Your answer should repeat every record verbatim.

******

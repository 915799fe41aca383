//! Categorical response codes shared across the study's forms.
//!
//! Values match the stored codes of the data-capture framework, so a
//! submission deserialized from the framework compares directly against them.

pub const YES: &str = "Yes";
pub const NO: &str = "No";
pub const NOT_APPLICABLE: &str = "N/A";
pub const UNKNOWN: &str = "unknown";
pub const DWTA: &str = "DWTA";

pub const POS: &str = "POS";
pub const NEG: &str = "NEG";
pub const IND: &str = "IND";

pub const OTHER: &str = "OTHER";
pub const NONE: &str = "NONE";

/// Selection marker meaning "no new diagnoses" on the maternal diagnoses form.
pub const DIAGNOSES_NA: &str = "mdiag_na";

/// Selection marker meaning "no WHO stage III/IV diagnoses".
pub const WHO_NA: &str = "who_na";

/// "Other" marker on the social-work referral reasons.
pub const REFER_OTHER: &str = "refer_other";

/// Substring identifying caesarean delivery modes (`elective c-section`, ...).
pub const C_SECTION: &str = "c-section";

/// Prior-participant interest answer rejected when the mother is not alive.
pub const INTERESTED: &str = "interested";

/// Feeding HIV-status disclosure answers that require follow-up questions.
pub const RATHER_NOT_ANSWER: &str = "rather_not_answer";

******

● **Your solution**:
repository 915799fe41aca383
//! Categorical response codes shared across the study's forms.
//!
//! Values match the stored codes of the data-capture framework, so a
//! submission deserialized from the framework compares directly against them.

pub const YES: &str = "Yes";
pub const NO: &str = "No";
pub const NOT_APPLICABLE: &str = "N/A";
pub const UNKNOWN: &str = "unknown";
pub const DWTA: &str = "DWTA";

pub const POS: &str = "POS";
pub const NEG: &str = "NEG";
pub const IND: &str = "IND";

pub const OTHER: &str = "OTHER";
pub const NONE: &str = "NONE";

/// Selection marker meaning "no new diagnoses" on the maternal diagnoses form.
pub const DIAGNOSES_NA: &str = "mdiag_na";

/// Selection marker meaning "no WHO stage III/IV diagnoses".
pub const WHO_NA: &str = "who_na";

/// "Other" marker on the social-work referral reasons.
pub const REFER_OTHER: &str = "refer_other";

/// Substring identifying caesarean delivery modes (`elective c-section`, ...).
pub const C_SECTION: &str = "c-section";

/// Prior-participant interest answer rejected when the mother is not alive.
pub const INTERESTED: &str = "interested";

/// Feeding HIV-status disclosure answers that require follow-up questions.
pub const RATHER_NOT_ANSWER: &str = "rather_not_answer";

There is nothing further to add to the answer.